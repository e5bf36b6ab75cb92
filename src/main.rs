//! Morph - grows a mesh from a seed grid with a hot-swappable per-node program
//!
//! Usage: `morph <base path>`. The base path holds `morph.json` and the
//! program directory.

use morph::config::{Backend, MorphConfig};
use morph::constants::field;
use morph::gpu::{GpuContext, GpuDoubleBuffer, GpuMorphState, MeshRenderer, OffscreenTarget, PointSource};
use morph::program::{Program, ProgramLoader, ProgramRegistry};
use morph::sim::{HostDoubleBuffer, HostProgram, Simulation};
use morph::{apply_unif_overrides, run_pipeline, MorphProgram, Result};
use std::path::{Path, PathBuf};
use std::process::ExitCode;

fn usage() {
    println!("Usage: morph <base path>");
    println!();
    println!("The base path contains morph.json and the program directory.");
}

fn select_active<P: Program>(registry: &mut ProgramRegistry<P>, config: &MorphConfig) -> Result<()> {
    if let Some(name) = &config.active_program {
        registry.set_active_by_name(name)?;
    }
    log::info!(
        "Programs: {:?}, active '{}'",
        registry.names(),
        registry.active()?.name()
    );
    Ok(())
}

fn run_host(config: &MorphConfig) -> Result<()> {
    let mut registry = ProgramRegistry::new();
    registry.replace_all(HostProgram::builtins());
    select_active(&mut registry, config)?;
    apply_unif_overrides(registry.active_mut()?, config);

    let mut simulation = Simulation::new(HostDoubleBuffer::allocate(config.max_nodes)?);
    let output = run_pipeline(&mut simulation, registry.active()?, config)?;
    log::info!(
        "Reconstructed {} triangles from {} nodes",
        output.mesh.triangle_count(),
        output.output.len()
    );
    Ok(())
}

fn run_gpu(base: &Path, config: &MorphConfig) -> Result<()> {
    let context = GpuContext::headless()?;
    // exceeding the platform buffer limits is fatal here, before any program loads
    let buffers = GpuDoubleBuffer::allocate(
        context.device.clone(),
        context.queue.clone(),
        config.max_nodes,
    )?;

    let loader = ProgramLoader::new(config.shader_dir(base));
    let mut registry: ProgramRegistry<MorphProgram> = ProgramRegistry::new();
    registry.replace_all(loader.load_all(&config.morph_programs)?);
    select_active(&mut registry, config)?;
    apply_unif_overrides(registry.active_mut()?, config);

    let mut simulation = Simulation::new(GpuMorphState::new(buffers));
    let output = run_pipeline(&mut simulation, registry.active()?, config)?;

    let mut renderer = MeshRenderer::new(context.device.clone(), context.queue.clone());
    renderer.flags = config.render_flags();
    renderer.debug_color = config.debug_color;
    renderer.upload_mesh(&output.mesh);

    let target = OffscreenTarget::new(&context.device, config.frame_size);
    let points = simulation
        .target()
        .buffers()
        .field_buffer(output.result_buffer_index, field::POS)?;
    renderer.render(
        &target,
        Some(PointSource {
            buffer: points,
            count: output.output.len() as u32,
        }),
    );
    let pixels = target.read_rgba(&context.device, &context.queue)?;
    log::info!(
        "Rendered {}x{} frame: {} triangles, {} points ({} bytes)",
        target.size[0],
        target.size[1],
        output.mesh.triangle_count(),
        output.output.len(),
        pixels.len()
    );
    Ok(())
}

fn main() -> ExitCode {
    env_logger::Builder::from_env(env_logger::Env::default().default_filter_or("info")).init();

    let args: Vec<String> = std::env::args().collect();
    if args.len() != 2 {
        usage();
        return ExitCode::SUCCESS;
    }
    let base = PathBuf::from(&args[1]);

    let result = MorphConfig::load(&base).and_then(|config| match config.backend {
        Backend::Host => run_host(&config),
        Backend::Gpu => run_gpu(&base, &config),
    });
    match result {
        Ok(()) => ExitCode::SUCCESS,
        Err(e) => {
            log::error!("{}", e);
            ExitCode::FAILURE
        }
    }
}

○ ○ ○ ○ ○ ○ ○

YOUR GOAL
Extract every entry in the listing word for word.

OUTPUT OF THE EXERCISE
repository e5bf36b6ab75cb92
filename src/main.rs
//! Morph - grows a mesh from a seed grid with a hot-swappable per-node program
//!
//! Usage: `morph <base path>`. The base path holds `morph.json` and the
//! program directory.

use morph::config::{Backend, MorphConfig};
use morph::constants::field;
use morph::gpu::{GpuContext, GpuDoubleBuffer, GpuMorphState, MeshRenderer, OffscreenTarget, PointSource};
use morph::program::{Program, ProgramLoader, ProgramRegistry};
use morph::sim::{HostDoubleBuffer, HostProgram, Simulation};
use morph::{apply_unif_overrides, run_pipeline, MorphProgram, Result};
use std::path::{Path, PathBuf};
use std::process::ExitCode;

fn usage() {
    println!("Usage: morph <base path>");
    println!();
    println!("The base path contains morph.json and the program directory.");
}

fn select_active<P: Program>(registry: &mut ProgramRegistry<P>, config: &MorphConfig) -> Result<()> {
    if let Some(name) = &config.active_program {
        registry.set_active_by_name(name)?;
    }
    log::info!(
        "Programs: {:?}, active '{}'",
        registry.names(),
        registry.active()?.name()
    );
    Ok(())
}

fn run_host(config: &MorphConfig) -> Result<()> {
    let mut registry = ProgramRegistry::new();
    registry.replace_all(HostProgram::builtins());
    select_active(&mut registry, config)?;
    apply_unif_overrides(registry.active_mut()?, config);

    let mut simulation = Simulation::new(HostDoubleBuffer::allocate(config.max_nodes)?);
    let output = run_pipeline(&mut simulation, registry.active()?, config)?;
    log::info!(
        "Reconstructed {} triangles from {} nodes",
        output.mesh.triangle_count(),
        output.output.len()
    );
    Ok(())
}

fn run_gpu(base: &Path, config: &MorphConfig) -> Result<()> {
    let context = GpuContext::headless()?;
    // exceeding the platform buffer limits is fatal here, before any program loads
    let buffers = GpuDoubleBuffer::allocate(
        context.device.clone(),
        context.queue.clone(),
        config.max_nodes,
    )?;

    let loader = ProgramLoader::new(config.shader_dir(base));
    let mut registry: ProgramRegistry<MorphProgram> = ProgramRegistry::new();
    registry.replace_all(loader.load_all(&config.morph_programs)?);
    select_active(&mut registry, config)?;
    apply_unif_overrides(registry.active_mut()?, config);

    let mut simulation = Simulation::new(GpuMorphState::new(buffers));
    let output = run_pipeline(&mut simulation, registry.active()?, config)?;

    let mut renderer = MeshRenderer::new(context.device.clone(), context.queue.clone());
    renderer.flags = config.render_flags();
    renderer.debug_color = config.debug_color;
    renderer.upload_mesh(&output.mesh);

    let target = OffscreenTarget::new(&context.device, config.frame_size);
    let points = simulation
        .target()
        .buffers()
        .field_buffer(output.result_buffer_index, field::POS)?;
    renderer.render(
        &target,
        Some(PointSource {
            buffer: points,
            count: output.output.len() as u32,
        }),
    );
    let pixels = target.read_rgba(&context.device, &context.queue)?;
    log::info!(
        "Rendered {}x{} frame: {} triangles, {} points ({} bytes)",
        target.size[0],
        target.size[1],
        output.mesh.triangle_count(),
        output.output.len(),
        pixels.len()
    );
    Ok(())
}

fn main() -> ExitCode {
    env_logger::Builder::from_env(env_logger::Env::default().default_filter_or("info")).init();

    let args: Vec<String> = std::env::args().collect();
    if args.len() != 2 {
        usage();
        return ExitCode::SUCCESS;
    }
    let base = PathBuf::from(&args[1]);

    let result = MorphConfig::load(&base).and_then(|config| match config.backend {
        Backend::Host => run_host(&config),
        Backend::Gpu => run_gpu(&base, &config),
    });
    match result {
        Ok(()) => ExitCode::SUCCESS,
        Err(e) => {
            log::error!("{}", e);
            ExitCode::FAILURE
        }
    }
}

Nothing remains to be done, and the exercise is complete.